◆ **ASSIGNED TASK**
Copy each line in the data below that contains the word "against".

=== Begin Enclosure ===

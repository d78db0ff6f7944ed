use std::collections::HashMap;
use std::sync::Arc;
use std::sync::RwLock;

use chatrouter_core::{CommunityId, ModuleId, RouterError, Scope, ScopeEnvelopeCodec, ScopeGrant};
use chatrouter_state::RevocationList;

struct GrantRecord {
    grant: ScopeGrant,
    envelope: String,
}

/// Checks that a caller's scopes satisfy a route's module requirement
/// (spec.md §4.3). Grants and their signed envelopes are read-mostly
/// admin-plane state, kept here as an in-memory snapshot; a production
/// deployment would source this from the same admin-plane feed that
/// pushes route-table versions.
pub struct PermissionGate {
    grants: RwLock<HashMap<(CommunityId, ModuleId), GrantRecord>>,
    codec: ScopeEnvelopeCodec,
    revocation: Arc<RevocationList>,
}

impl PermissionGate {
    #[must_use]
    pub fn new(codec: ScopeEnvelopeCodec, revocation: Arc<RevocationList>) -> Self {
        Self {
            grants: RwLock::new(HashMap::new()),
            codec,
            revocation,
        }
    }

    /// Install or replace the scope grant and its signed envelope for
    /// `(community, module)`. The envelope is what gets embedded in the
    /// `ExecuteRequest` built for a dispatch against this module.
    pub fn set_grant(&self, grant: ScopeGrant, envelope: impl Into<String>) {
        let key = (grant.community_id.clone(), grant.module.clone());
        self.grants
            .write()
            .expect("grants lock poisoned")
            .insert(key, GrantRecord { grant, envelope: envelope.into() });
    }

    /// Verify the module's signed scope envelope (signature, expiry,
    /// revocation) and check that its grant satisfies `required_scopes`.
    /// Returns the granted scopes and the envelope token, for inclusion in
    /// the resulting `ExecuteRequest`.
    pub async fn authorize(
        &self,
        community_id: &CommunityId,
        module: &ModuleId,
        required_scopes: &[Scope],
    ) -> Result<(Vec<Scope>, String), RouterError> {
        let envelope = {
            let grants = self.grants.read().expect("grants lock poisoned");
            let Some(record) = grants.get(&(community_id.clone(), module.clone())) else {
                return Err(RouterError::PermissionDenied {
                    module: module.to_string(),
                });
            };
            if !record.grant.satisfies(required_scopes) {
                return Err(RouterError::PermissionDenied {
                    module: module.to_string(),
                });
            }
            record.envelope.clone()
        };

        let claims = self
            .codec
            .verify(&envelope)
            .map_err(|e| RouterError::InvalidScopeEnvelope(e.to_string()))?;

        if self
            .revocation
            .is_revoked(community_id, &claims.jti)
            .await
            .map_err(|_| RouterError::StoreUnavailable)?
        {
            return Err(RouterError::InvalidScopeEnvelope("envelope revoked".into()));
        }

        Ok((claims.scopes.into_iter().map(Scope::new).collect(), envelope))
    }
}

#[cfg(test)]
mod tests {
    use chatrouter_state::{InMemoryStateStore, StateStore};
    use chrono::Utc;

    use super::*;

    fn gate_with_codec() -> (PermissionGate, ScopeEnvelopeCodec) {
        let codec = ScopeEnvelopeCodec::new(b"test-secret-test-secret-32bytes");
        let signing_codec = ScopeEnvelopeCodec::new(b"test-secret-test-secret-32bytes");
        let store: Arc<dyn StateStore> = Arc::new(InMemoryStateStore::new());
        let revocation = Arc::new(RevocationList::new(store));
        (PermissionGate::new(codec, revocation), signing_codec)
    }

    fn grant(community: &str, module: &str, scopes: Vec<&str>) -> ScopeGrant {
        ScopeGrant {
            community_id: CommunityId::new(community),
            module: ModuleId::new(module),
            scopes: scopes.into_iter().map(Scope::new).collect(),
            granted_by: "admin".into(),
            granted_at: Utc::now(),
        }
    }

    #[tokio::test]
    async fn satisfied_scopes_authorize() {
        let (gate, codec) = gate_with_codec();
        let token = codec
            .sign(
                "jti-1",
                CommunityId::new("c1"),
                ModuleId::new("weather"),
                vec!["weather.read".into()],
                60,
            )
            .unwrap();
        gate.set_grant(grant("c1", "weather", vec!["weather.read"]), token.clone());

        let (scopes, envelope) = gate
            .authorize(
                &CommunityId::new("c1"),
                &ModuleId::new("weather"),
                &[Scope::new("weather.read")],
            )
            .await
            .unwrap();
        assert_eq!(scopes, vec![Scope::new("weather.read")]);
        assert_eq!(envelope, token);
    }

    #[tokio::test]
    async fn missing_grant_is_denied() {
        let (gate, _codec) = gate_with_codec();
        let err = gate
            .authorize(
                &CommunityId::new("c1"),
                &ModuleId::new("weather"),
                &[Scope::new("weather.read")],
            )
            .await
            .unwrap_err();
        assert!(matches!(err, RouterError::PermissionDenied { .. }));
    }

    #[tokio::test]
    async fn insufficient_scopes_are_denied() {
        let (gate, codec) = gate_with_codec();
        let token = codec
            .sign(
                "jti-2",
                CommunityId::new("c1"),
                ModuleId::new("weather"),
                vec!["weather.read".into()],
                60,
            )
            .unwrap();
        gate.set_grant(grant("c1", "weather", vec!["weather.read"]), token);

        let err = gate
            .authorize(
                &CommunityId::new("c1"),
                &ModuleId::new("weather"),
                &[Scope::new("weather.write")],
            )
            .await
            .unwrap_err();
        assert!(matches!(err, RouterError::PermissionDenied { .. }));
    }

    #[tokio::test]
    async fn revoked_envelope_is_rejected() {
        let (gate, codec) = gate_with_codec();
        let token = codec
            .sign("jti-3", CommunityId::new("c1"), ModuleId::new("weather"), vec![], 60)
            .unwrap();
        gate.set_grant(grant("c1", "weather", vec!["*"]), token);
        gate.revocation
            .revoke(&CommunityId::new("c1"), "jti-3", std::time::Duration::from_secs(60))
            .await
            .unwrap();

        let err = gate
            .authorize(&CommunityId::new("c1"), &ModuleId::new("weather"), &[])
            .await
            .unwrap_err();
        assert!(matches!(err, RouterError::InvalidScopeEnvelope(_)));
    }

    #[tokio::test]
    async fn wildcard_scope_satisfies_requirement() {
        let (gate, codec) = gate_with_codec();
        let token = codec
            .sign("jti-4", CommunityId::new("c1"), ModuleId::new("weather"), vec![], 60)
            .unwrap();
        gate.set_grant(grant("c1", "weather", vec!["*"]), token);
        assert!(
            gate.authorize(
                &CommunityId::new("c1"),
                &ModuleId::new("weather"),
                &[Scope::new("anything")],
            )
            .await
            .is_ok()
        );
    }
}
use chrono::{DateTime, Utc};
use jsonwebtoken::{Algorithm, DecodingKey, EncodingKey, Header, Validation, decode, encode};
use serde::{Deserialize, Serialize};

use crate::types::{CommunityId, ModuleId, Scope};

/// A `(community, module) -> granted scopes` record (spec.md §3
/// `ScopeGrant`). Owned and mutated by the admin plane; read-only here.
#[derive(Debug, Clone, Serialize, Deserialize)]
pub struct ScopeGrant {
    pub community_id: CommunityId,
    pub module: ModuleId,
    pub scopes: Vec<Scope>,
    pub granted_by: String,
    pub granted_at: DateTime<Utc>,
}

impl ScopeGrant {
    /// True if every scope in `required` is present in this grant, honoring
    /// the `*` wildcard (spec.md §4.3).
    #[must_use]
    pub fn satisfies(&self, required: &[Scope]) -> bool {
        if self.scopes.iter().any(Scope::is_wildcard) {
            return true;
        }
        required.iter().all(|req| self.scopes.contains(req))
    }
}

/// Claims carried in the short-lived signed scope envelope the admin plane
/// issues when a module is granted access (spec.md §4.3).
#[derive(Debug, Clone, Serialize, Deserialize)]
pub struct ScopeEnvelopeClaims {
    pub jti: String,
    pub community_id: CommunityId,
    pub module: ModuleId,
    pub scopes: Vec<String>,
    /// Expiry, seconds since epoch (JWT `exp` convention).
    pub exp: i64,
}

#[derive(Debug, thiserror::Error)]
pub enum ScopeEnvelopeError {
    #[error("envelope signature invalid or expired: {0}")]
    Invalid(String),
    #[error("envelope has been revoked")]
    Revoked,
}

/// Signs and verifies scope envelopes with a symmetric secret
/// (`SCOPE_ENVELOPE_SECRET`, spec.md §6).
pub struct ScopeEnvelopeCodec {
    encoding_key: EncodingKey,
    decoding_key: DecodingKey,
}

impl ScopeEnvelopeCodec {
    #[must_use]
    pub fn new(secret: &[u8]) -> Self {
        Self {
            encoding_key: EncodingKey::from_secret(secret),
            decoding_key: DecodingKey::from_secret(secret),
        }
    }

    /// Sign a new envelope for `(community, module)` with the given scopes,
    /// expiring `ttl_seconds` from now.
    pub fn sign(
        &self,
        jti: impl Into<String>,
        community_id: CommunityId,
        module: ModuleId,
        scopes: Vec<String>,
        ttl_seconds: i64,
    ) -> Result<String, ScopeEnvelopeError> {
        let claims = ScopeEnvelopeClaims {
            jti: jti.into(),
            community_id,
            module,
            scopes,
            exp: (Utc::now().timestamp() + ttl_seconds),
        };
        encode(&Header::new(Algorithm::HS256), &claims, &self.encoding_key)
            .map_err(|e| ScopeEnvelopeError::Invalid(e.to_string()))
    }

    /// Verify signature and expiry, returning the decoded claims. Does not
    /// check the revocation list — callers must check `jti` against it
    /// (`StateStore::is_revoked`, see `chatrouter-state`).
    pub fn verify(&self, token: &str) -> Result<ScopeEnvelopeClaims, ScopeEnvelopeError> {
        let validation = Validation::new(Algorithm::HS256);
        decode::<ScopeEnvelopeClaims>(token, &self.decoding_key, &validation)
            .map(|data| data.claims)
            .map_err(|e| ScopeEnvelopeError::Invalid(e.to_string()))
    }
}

=== End Enclosure ===

◆ **WRITTEN ANSWER**
    /// `ExecuteRequest` built for a dispatch against this module.
    /// check the revocation list — callers must check `jti` against it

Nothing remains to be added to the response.